Saito Shigeru, Ando Kenji, Ito Yoshiaki, Tobaru Tetsuya, Yajima Junji, Kimura Takeshi, Kadota Kazushige
Department of Cardiology and Catheterization Laboratories, Shonan Kamakura General Hospital, Okamoto 1370-1, Kamakura, 247 8533, Japan.
Division of Cardiology, Kokura Memorial Hospital, Kokura, Japan.
Cardiovasc Interv Ther. 2019 Jan;34(1):25-33. doi: 10.1007/s12928-018-0511-3. Epub 2018 Jan 18.
Percutaneous coronary intervention (PCI) in coronary artery disease (CAD) with very small vessels remains challenging. The aim of this study is to evaluate the safety and effectiveness of the 2.25-mm diameter Ultimaster sirolimus-eluting stent in the treatment of Japanese patients with CAD due to lesions in very small vessels. The CENTURY JSV study is a prospective, multicentre, single-arm study.
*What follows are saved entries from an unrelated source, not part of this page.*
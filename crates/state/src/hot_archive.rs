//! The hot archive: ordered map of evicted persistent contract entries.

use std::collections::BTreeMap;
use std::sync::Arc;

use cinder_model::{Entry, EntryKey};

use crate::snapshot::HotArchiveSnapshot;
use crate::{Result, StateError};

/// Ordered store of recently evicted persistent contract entries.
///
/// Only persistent contract keys are admitted; TTL entries are never stored
/// here (a fresh TTL is reconstructed at restore time). A key present in the
/// archive is by construction absent from the live store; the invariant
/// checker verifies this after every commit.
#[derive(Debug, Clone, Default)]
pub struct HotArchive {
    entries: Arc<BTreeMap<EntryKey, Entry>>,
}

impl HotArchive {
    /// Empty archive.
    pub fn new() -> Self {
        Self::default()
    }

    /// Look up an archived entry. Persistent keys only; anything else is
    /// absent by construction.
    pub fn load(&self, key: &EntryKey) -> Option<&Entry> {
        self.entries.get(key)
    }

    /// Whether a key is archived.
    pub fn contains_key(&self, key: &EntryKey) -> bool {
        self.entries.contains_key(key)
    }

    /// Number of archived entries.
    pub fn len(&self) -> usize {
        self.entries.len()
    }

    /// Whether the archive is empty.
    pub fn is_empty(&self) -> bool {
        self.entries.is_empty()
    }

    /// Iterate archived entries in canonical key order.
    pub fn iter(&self) -> impl Iterator<Item = (&EntryKey, &Entry)> {
        self.entries.iter()
    }

    /// Insert an entry evicted from the live store.
    ///
    /// Fails if the key is already archived (each key is evicted at most
    /// once between restores) or is not a persistent contract key.
    pub fn insert_on_evict(&mut self, entry: Entry) -> Result<()> {
        let key = entry.key();
        if !key.is_persistent() {
            return Err(StateError::NotPersistent(key));
        }
        if self.entries.contains_key(&key) {
            return Err(StateError::ArchiveCollision(key));
        }
        tracing::debug!(?key, "archiving evicted entry");
        Arc::make_mut(&mut self.entries).insert(key, entry);
        Ok(())
    }

    /// Remove an archived entry on restore. Silent if absent.
    pub fn remove(&mut self, key: &EntryKey) {
        if Arc::make_mut(&mut self.entries).remove(key).is_some() {
            tracing::debug!(?key, "removed entry from hot archive on restore");
        }
    }

    /// Immutable snapshot of the archived state.
    pub fn snapshot(&self) -> HotArchiveSnapshot {
        HotArchiveSnapshot::new(Arc::clone(&self.entries))
    }
}

#[cfg(test)]
mod tests {
    use super::*;
    use cinder_common::Hash256;
    use cinder_model::{
        ContractCodeEntry, ContractDataEntry, ContractId, Durability, EntryPayload, Val,
    };

    fn code_entry(seed: u8) -> Entry {
        Entry::new(
            1,
            EntryPayload::ContractCode(ContractCodeEntry {
                hash: Hash256::from_bytes([seed; 32]),
                code: vec![seed; 16],
            }),
        )
    }

    fn temp_data_entry(seed: u8) -> Entry {
        Entry::new(
            1,
            EntryPayload::ContractData(ContractDataEntry {
                contract: ContractId(Hash256::from_bytes([seed; 32])),
                key: Val::U32(seed as u32),
                durability: Durability::Temporary,
                val: Val::Void,
            }),
        )
    }

    #[test]
    fn test_insert_and_load() {
        let mut archive = HotArchive::new();
        let entry = code_entry(1);
        let key = entry.key();

        archive.insert_on_evict(entry.clone()).unwrap();
        assert_eq!(archive.load(&key), Some(&entry));
        assert_eq!(archive.len(), 1);
    }

    #[test]
    fn test_double_insert_is_a_collision() {
        let mut archive = HotArchive::new();
        archive.insert_on_evict(code_entry(1)).unwrap();
        let err = archive.insert_on_evict(code_entry(1)).unwrap_err();
        assert!(matches!(err, StateError::ArchiveCollision(_)));
    }

    #[test]
    fn test_rejects_non_persistent_entries() {
        let mut archive = HotArchive::new();
        let err = archive.insert_on_evict(temp_data_entry(1)).unwrap_err();
        assert!(matches!(err, StateError::NotPersistent(_)));
    }

    #[test]
    fn test_remove_is_silent_when_absent() {
        let mut archive = HotArchive::new();
        archive.remove(&code_entry(1).key());
        assert!(archive.is_empty());

        archive.insert_on_evict(code_entry(1)).unwrap();
        archive.remove(&code_entry(1).key());
        assert!(archive.is_empty());
    }

    #[test]
    fn test_snapshot_isolation() {
        let mut archive = HotArchive::new();
        archive.insert_on_evict(code_entry(1)).unwrap();

        let snap = archive.snapshot();
        archive.remove(&code_entry(1).key());

        assert!(snap.load(&code_entry(1).key()).is_some());
        assert!(archive.is_empty());
    }
}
Seventy patients with lesions deemed suitable for implantation of a 2.25-mm diameter stent were enrolled at seven hospitals in Japan. Patients underwent clinical follow-up at 1-, 9-month, 1-, and 2-year after the PCI procedure. The primary endpoint was the major adverse cardiac event (MACE), a composite of cardiac death, target vessel myocardial infarction (MI), and clinically driven target lesion revascularization (TLR) free rate at 9-month following the procedure. The MACE-free rate was 97.1%, and the lower limit of the two-sided 95% confidence interval (CI) was 90.1%, which exceeded the threshold of 80% set as the performance goal. Angiographic in-stent and in-segment late loss at 9-month were 0.22 ± 0.31 and - 0.02 ± 0.34 mm, respectively. Between 9 months and 2 years, two additional TLRs occurred. Stent thrombosis, bleeding and vascular complication did not occur throughout 2 years. The 2.25-mm diameter Ultimaster bioresorbable-polymer sirolimus-eluting stent is safe and effective for treating lesions in very small coronary arteries throughout 2 years after stent implantation.Clinical trial registration: UMIN000012928.
在患有非常小血管的冠状动脉疾病(CAD)中进行经皮冠状动脉介入治疗(PCI)仍然具有挑战性。本研究的目的是评估直径2.25毫米的Ultimaster西罗莫司洗脱支架治疗因非常小血管病变所致CAD日本患者的安全性和有效性。CENTURY JSV研究是一项前瞻性、多中心、单臂研究。在日本七家医院招募了70例被认为适合植入直径2.25毫米支架的病变患者。患者在PCI术后1个月、9个月、1年和2年接受临床随访。主要终点是主要不良心脏事件(MACE),即术后9个月时心脏死亡、靶血管心肌梗死(MI)和临床驱动的靶病变血运重建(TLR)的复合无事件发生率。无MACE发生率为97.1%,双侧95%置信区间(CI)的下限为90.1%,超过了设定为性能目标的80%阈值。术后9个月时支架内和节段内造影剂晚期丢失分别为0.22±0.31和 -0.02±0.34毫米。在9个月至2年之间,又发生了2例TLR。在整个2年期间未发生支架血栓形成、出血和血管并发症。直径2.25毫米的Ultimaster生物可吸收聚合物西罗莫司洗脱支架在支架植入后2年内治疗非常小冠状动脉病变是安全有效的。临床试验注册:UMIN000012928。